> _Task to complete_
Please report every line in the material below where the word "emit" is found.

> _Supplied material_
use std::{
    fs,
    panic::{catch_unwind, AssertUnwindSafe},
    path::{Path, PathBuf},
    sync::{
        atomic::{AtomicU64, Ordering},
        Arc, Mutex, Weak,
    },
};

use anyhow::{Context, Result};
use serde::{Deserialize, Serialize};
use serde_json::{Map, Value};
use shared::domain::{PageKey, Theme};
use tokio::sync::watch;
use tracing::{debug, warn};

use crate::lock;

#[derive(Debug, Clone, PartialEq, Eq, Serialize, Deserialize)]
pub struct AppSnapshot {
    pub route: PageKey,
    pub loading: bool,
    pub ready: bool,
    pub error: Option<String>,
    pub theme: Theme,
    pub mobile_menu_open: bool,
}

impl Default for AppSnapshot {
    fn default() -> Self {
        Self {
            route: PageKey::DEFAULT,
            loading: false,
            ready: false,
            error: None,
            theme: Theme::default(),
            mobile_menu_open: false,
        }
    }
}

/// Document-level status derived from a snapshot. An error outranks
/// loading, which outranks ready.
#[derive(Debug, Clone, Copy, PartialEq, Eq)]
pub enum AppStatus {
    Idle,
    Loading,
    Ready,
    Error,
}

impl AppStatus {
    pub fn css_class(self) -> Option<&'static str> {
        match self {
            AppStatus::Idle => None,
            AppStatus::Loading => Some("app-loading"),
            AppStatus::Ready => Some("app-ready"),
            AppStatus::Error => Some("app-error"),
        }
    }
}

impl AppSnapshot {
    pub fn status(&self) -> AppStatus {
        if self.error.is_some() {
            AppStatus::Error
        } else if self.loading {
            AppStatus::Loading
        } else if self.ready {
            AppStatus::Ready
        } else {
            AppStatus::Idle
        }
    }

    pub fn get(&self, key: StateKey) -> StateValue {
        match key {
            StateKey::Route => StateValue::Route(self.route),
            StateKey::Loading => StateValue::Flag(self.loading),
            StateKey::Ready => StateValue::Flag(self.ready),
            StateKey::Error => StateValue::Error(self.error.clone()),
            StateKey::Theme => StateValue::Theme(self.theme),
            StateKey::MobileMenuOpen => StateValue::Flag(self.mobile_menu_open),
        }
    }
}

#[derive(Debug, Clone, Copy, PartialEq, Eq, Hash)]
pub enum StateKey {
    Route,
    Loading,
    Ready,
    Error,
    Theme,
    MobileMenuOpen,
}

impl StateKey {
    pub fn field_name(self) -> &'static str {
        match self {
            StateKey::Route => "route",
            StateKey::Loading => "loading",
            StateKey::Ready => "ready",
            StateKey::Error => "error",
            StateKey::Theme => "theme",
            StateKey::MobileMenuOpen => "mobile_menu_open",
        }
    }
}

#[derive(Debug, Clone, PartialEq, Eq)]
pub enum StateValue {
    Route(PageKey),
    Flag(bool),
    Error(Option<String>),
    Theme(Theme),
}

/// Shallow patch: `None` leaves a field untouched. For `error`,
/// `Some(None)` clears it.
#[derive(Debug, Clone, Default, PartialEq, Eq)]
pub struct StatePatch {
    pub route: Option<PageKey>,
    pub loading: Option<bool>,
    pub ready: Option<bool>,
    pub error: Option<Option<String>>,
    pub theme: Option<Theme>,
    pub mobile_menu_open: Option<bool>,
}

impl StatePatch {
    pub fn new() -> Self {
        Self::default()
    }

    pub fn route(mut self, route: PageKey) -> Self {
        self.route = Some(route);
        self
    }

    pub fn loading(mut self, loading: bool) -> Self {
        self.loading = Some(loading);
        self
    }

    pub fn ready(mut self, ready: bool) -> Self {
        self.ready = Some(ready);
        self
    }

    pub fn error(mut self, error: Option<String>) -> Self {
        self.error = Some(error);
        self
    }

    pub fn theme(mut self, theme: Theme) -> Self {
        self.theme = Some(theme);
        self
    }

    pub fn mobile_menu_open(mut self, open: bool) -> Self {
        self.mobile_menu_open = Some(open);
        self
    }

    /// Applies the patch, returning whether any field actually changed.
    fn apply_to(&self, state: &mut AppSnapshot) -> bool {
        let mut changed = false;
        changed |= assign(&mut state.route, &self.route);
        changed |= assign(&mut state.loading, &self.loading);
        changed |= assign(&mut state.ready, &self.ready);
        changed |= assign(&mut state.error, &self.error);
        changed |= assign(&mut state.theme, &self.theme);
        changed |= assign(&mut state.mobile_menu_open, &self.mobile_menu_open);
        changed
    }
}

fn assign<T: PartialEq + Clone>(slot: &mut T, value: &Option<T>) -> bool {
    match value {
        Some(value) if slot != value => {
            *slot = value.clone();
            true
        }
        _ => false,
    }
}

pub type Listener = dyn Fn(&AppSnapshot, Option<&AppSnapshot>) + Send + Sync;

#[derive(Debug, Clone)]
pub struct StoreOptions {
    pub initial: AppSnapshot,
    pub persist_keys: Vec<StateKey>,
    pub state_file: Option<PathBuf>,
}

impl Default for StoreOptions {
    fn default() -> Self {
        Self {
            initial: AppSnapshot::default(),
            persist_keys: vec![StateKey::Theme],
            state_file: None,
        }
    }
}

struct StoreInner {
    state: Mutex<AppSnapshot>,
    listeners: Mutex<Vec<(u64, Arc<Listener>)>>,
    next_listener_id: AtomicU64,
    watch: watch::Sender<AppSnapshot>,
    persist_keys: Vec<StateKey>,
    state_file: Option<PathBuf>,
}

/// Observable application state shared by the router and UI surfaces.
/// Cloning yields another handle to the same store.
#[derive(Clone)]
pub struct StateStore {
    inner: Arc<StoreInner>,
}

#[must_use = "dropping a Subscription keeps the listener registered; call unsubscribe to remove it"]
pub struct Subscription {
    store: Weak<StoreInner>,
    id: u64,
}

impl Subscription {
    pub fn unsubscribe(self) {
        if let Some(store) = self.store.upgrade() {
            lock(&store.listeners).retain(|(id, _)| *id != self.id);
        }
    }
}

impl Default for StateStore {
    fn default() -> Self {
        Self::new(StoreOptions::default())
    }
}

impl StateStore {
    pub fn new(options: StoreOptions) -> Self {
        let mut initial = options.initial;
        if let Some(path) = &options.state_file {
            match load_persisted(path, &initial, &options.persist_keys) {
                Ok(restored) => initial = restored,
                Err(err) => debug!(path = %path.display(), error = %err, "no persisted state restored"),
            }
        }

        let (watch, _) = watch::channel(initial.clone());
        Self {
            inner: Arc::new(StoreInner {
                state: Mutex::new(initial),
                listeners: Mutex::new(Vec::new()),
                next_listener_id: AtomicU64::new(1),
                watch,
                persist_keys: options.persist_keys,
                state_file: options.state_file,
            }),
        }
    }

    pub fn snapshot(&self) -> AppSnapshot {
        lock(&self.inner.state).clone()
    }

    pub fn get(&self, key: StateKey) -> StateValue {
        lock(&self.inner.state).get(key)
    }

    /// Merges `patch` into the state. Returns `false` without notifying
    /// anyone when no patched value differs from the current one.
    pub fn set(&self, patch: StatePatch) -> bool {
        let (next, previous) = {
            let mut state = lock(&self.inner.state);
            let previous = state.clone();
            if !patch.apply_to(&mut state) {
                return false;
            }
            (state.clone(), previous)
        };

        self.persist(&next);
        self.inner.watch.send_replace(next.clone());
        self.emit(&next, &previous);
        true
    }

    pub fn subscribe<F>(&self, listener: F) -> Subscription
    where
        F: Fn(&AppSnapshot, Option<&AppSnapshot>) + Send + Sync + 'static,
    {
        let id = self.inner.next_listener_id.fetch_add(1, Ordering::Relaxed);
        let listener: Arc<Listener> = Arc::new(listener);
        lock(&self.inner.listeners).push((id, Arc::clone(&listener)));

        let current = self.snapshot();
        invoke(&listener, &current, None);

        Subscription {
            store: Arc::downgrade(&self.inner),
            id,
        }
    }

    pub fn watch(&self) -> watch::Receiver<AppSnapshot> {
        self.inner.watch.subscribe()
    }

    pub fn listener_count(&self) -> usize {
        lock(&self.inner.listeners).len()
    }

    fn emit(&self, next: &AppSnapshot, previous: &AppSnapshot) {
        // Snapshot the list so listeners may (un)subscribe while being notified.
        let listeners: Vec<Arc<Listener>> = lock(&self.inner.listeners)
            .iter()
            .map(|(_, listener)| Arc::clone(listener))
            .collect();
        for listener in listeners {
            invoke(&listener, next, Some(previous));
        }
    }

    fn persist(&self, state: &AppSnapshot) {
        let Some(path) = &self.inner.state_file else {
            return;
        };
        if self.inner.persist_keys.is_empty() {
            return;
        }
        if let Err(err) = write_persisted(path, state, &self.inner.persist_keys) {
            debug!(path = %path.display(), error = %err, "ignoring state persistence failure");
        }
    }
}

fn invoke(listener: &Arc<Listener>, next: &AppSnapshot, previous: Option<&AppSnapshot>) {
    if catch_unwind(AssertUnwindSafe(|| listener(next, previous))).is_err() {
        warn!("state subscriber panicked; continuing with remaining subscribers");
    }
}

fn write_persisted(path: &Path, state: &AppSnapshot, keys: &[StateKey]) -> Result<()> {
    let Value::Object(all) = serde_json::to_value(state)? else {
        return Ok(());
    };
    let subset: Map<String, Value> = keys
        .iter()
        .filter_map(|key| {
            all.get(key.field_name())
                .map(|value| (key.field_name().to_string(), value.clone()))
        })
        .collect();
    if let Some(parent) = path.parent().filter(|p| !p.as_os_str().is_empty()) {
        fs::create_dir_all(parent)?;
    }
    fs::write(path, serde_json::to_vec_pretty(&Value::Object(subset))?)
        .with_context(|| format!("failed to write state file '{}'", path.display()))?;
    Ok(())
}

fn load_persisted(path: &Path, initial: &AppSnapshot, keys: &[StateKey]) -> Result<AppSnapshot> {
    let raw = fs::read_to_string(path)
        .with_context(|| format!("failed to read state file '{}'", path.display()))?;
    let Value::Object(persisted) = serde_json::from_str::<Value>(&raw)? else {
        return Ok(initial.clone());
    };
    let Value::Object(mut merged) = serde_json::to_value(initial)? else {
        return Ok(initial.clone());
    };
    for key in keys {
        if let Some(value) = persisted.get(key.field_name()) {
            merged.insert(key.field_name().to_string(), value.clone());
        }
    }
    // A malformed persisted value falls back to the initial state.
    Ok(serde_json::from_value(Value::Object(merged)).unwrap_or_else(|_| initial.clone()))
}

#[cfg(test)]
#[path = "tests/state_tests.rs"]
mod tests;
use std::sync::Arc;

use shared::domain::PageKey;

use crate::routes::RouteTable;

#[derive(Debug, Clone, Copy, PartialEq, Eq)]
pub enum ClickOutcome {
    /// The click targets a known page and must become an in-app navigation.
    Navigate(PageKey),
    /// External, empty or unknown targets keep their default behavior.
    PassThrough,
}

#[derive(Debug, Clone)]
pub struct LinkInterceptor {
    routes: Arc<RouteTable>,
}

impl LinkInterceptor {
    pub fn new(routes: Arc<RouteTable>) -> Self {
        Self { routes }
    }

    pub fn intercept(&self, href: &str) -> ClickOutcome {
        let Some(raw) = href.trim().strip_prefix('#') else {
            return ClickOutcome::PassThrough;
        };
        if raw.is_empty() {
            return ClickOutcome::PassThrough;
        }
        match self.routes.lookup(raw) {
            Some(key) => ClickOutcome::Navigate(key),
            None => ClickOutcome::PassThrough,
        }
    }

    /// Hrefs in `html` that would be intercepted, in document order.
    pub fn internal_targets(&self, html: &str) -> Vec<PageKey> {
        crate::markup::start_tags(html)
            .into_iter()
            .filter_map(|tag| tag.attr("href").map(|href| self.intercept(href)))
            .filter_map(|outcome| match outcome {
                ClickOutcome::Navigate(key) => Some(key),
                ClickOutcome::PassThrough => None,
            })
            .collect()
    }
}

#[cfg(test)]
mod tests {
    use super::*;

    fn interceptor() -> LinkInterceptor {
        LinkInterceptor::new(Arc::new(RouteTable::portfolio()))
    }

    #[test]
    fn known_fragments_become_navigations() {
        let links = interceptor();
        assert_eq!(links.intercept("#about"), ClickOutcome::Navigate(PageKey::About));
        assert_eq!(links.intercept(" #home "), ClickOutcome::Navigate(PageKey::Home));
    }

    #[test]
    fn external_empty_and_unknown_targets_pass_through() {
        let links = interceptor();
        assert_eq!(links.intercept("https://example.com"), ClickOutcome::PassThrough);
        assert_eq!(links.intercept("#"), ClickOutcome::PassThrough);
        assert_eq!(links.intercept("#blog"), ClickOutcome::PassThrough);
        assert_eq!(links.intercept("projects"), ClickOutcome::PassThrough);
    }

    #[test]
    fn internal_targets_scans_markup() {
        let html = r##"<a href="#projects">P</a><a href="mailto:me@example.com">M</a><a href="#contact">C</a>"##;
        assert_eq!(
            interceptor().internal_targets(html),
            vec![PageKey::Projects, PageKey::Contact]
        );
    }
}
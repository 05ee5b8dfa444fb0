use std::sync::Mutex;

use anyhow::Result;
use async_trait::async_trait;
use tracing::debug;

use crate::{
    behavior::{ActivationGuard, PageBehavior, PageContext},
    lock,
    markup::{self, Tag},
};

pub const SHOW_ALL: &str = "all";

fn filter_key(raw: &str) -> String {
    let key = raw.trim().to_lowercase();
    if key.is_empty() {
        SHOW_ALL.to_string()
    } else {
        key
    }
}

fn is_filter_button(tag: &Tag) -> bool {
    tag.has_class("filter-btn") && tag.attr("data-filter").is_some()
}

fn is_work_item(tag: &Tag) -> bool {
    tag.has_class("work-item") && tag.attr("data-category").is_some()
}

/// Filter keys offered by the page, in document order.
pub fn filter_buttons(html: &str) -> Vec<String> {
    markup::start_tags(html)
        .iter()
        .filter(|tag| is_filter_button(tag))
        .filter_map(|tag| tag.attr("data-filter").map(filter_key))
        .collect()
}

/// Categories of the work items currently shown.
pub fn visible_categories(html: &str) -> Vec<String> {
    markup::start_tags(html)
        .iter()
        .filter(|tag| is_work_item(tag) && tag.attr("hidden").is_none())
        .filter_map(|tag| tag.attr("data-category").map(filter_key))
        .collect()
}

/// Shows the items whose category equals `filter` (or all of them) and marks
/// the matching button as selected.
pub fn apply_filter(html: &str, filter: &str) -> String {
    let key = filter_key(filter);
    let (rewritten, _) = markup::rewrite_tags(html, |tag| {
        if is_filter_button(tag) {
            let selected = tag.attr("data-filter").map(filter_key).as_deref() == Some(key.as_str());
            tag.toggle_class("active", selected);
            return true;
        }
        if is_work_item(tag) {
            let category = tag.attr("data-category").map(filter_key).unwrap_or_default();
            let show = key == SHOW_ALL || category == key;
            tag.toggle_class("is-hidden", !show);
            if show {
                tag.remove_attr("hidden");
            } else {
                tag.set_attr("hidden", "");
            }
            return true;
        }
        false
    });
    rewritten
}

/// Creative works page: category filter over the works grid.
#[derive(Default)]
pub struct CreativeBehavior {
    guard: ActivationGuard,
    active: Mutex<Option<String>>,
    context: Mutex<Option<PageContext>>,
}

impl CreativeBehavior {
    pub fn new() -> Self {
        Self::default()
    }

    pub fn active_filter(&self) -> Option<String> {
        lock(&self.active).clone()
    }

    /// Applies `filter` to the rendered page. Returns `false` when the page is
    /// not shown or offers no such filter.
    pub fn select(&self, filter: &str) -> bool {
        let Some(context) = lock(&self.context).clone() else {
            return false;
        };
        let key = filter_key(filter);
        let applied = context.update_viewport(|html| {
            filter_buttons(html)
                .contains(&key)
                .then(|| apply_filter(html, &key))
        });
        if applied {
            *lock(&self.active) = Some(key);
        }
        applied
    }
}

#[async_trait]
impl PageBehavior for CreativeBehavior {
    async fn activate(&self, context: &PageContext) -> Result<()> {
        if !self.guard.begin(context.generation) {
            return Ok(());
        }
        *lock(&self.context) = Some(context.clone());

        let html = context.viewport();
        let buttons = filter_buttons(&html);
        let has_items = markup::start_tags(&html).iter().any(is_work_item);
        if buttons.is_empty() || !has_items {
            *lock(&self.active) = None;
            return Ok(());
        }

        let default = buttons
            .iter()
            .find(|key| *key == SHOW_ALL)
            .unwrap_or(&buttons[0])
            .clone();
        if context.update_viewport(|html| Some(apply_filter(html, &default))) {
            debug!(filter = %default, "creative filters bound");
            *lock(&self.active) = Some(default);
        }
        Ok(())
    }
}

> _Exercise solution_
        self.emit(&next, &previous);
    fn emit(&self, next: &AppSnapshot, previous: &AppSnapshot) {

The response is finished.